**Task description**
Set down every line of the data, unchanged and complete.

**Provided information**
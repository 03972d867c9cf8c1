// ── Lister: one run against one list file ──

use std::fs;
use std::path::{Path, PathBuf};
use std::sync::Arc;

use chrono::{TimeDelta, Utc};
use tracing::info;

use crate::error::CoreError;
use crate::expire::{self, ExpireSummary};
use crate::query_port::{self, QueryPortStats, QueryTool};
use crate::source::{QueryPortSource, Source};
use crate::store::{self, ServerList};

/// Where the list lives and how servers age.
#[derive(Debug, Clone)]
pub struct ListerOptions {
    pub list_dir: PathBuf,
    /// List file stem, usually the game key.
    pub game: String,
    pub expired_ttl: TimeDelta,
    pub recover: bool,
}

/// Counts logged once a run completes.
#[derive(Debug, Clone, Copy, Default, PartialEq, Eq)]
pub struct RunSummary {
    pub total: usize,
    pub added: usize,
    pub removed: usize,
    pub recovered: usize,
}

/// Drives one source through load, update, expiry and save.
pub struct Lister<S: Source> {
    source: S,
    options: ListerOptions,
    path: PathBuf,
    servers: ServerList<S::Server>,
    total_before: usize,
    expired: ExpireSummary,
}

impl<S: Source> Lister<S> {
    /// Create the list directory if needed and load the existing list.
    pub fn open(source: S, options: ListerOptions) -> Result<Self, CoreError> {
        ensure_dir(&options.list_dir)?;
        let path = store::list_path(&options.list_dir, &options.game);
        info!(path = %path.display(), "loading existing server list");
        let servers = store::load(&path)?;
        Ok(Self {
            source,
            total_before: servers.len(),
            options,
            path,
            servers,
            expired: ExpireSummary::default(),
        })
    }

    pub fn source(&self) -> &S {
        &self.source
    }

    pub fn servers(&self) -> &ServerList<S::Server> {
        &self.servers
    }

    pub fn path(&self) -> &Path {
        &self.path
    }

    /// Fetch current candidates and merge them into the known set.
    pub async fn update(&mut self) -> Result<(), CoreError> {
        let found = self.source.fetch_candidates().await?;
        info!(found = found.len(), source = self.source.name(), "updating server list");
        let result = self
            .servers
            .reconcile(found, self.options.expired_ttl, Utc::now());
        info!(added = result.added, updated = result.updated, "server list reconciled");
        Ok(())
    }

    pub async fn remove_expired(&mut self) -> ExpireSummary {
        let summary = expire::remove_expired(
            &mut self.servers,
            &self.source,
            self.options.expired_ttl,
            self.options.recover,
        )
        .await;
        self.expired.removed += summary.removed;
        self.expired.recovered += summary.recovered;
        summary
    }

    pub fn save(&self) -> Result<(), CoreError> {
        info!(servers = self.servers.len(), "writing server list");
        store::save(&self.path, &self.servers, self.source.ensure_ascii())
    }

    pub fn summary(&self) -> RunSummary {
        let total = self.servers.len();
        RunSummary {
            total,
            added: (total + self.expired.removed).saturating_sub(self.total_before),
            removed: self.expired.removed,
            recovered: self.expired.recovered,
        }
    }

    /// Full run: update, sweep, save, log.
    pub async fn run(&mut self) -> Result<RunSummary, CoreError> {
        self.update().await?;
        self.remove_expired().await;
        self.save()?;
        Ok(self.log_summary())
    }

    pub fn log_summary(&self) -> RunSummary {
        let summary = self.summary();
        info!(
            total = summary.total,
            added = summary.added,
            removed = summary.removed,
            recovered = summary.recovered,
            "server list updated"
        );
        summary
    }
}

impl<S: QueryPortSource> Lister<S> {
    /// Discover query ports for every known server.
    pub async fn find_query_ports<Q: QueryTool>(&mut self, tool: Arc<Q>, concurrency: usize) -> QueryPortStats {
        let validator = self.source.port_validator(&self.servers);
        let source = &self.source;
        query_port::find_query_ports(
            &mut self.servers,
            tool,
            source.gamedig_type(),
            concurrency,
            |game_port| source.port_candidates(game_port),
            &validator,
            self.options.expired_ttl,
        )
        .await
    }
}

fn ensure_dir(dir: &Path) -> Result<(), CoreError> {
    fs::create_dir_all(dir).map_err(|e| CoreError::ListWrite {
        path: dir.display().to_string(),
        reason: format!("failed to create list directory: {e}"),
    })
}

**Task output**
repository 03972d867c9cf8c1
// ── Lister: one run against one list file ──

use std::fs;
use std::path::{Path, PathBuf};
use std::sync::Arc;

use chrono::{TimeDelta, Utc};
use tracing::info;

use crate::error::CoreError;
use crate::expire::{self, ExpireSummary};
use crate::query_port::{self, QueryPortStats, QueryTool};
use crate::source::{QueryPortSource, Source};
use crate::store::{self, ServerList};

/// Where the list lives and how servers age.
#[derive(Debug, Clone)]
pub struct ListerOptions {
    pub list_dir: PathBuf,
    /// List file stem, usually the game key.
    pub game: String,
    pub expired_ttl: TimeDelta,
    pub recover: bool,
}

/// Counts logged once a run completes.
#[derive(Debug, Clone, Copy, Default, PartialEq, Eq)]
pub struct RunSummary {
    pub total: usize,
    pub added: usize,
    pub removed: usize,
    pub recovered: usize,
}

/// Drives one source through load, update, expiry and save.
pub struct Lister<S: Source> {
    source: S,
    options: ListerOptions,
    path: PathBuf,
    servers: ServerList<S::Server>,
    total_before: usize,
    expired: ExpireSummary,
}

impl<S: Source> Lister<S> {
    /// Create the list directory if needed and load the existing list.
    pub fn open(source: S, options: ListerOptions) -> Result<Self, CoreError> {
        ensure_dir(&options.list_dir)?;
        let path = store::list_path(&options.list_dir, &options.game);
        info!(path = %path.display(), "loading existing server list");
        let servers = store::load(&path)?;
        Ok(Self {
            source,
            total_before: servers.len(),
            options,
            path,
            servers,
            expired: ExpireSummary::default(),
        })
    }

    pub fn source(&self) -> &S {
        &self.source
    }

    pub fn servers(&self) -> &ServerList<S::Server> {
        &self.servers
    }

    pub fn path(&self) -> &Path {
        &self.path
    }

    /// Fetch current candidates and merge them into the known set.
    pub async fn update(&mut self) -> Result<(), CoreError> {
        let found = self.source.fetch_candidates().await?;
        info!(found = found.len(), source = self.source.name(), "updating server list");
        let result = self
            .servers
            .reconcile(found, self.options.expired_ttl, Utc::now());
        info!(added = result.added, updated = result.updated, "server list reconciled");
        Ok(())
    }

    pub async fn remove_expired(&mut self) -> ExpireSummary {
        let summary = expire::remove_expired(
            &mut self.servers,
            &self.source,
            self.options.expired_ttl,
            self.options.recover,
        )
        .await;
        self.expired.removed += summary.removed;
        self.expired.recovered += summary.recovered;
        summary
    }

    pub fn save(&self) -> Result<(), CoreError> {
        info!(servers = self.servers.len(), "writing server list");
        store::save(&self.path, &self.servers, self.source.ensure_ascii())
    }

    pub fn summary(&self) -> RunSummary {
        let total = self.servers.len();
        RunSummary {
            total,
            added: (total + self.expired.removed).saturating_sub(self.total_before),
            removed: self.expired.removed,
            recovered: self.expired.recovered,
        }
    }

    /// Full run: update, sweep, save, log.
    pub async fn run(&mut self) -> Result<RunSummary, CoreError> {
        self.update().await?;
        self.remove_expired().await;
        self.save()?;
        Ok(self.log_summary())
    }

    pub fn log_summary(&self) -> RunSummary {
        let summary = self.summary();
        info!(
            total = summary.total,
            added = summary.added,
            removed = summary.removed,
            recovered = summary.recovered,
            "server list updated"
        );
        summary
    }
}

impl<S: QueryPortSource> Lister<S> {
    /// Discover query ports for every known server.
    pub async fn find_query_ports<Q: QueryTool>(&mut self, tool: Arc<Q>, concurrency: usize) -> QueryPortStats {
        let validator = self.source.port_validator(&self.servers);
        let source = &self.source;
        query_port::find_query_ports(
            &mut self.servers,
            tool,
            source.gamedig_type(),
            concurrency,
            |game_port| source.port_candidates(game_port),
            &validator,
            self.options.expired_ttl,
        )
        .await
    }
}

fn ensure_dir(dir: &Path) -> Result<(), CoreError> {
    fs::create_dir_all(dir).map_err(|e| CoreError::ListWrite {
        path: dir.display().to_string(),
        reason: format!("failed to create list directory: {e}"),
    })
}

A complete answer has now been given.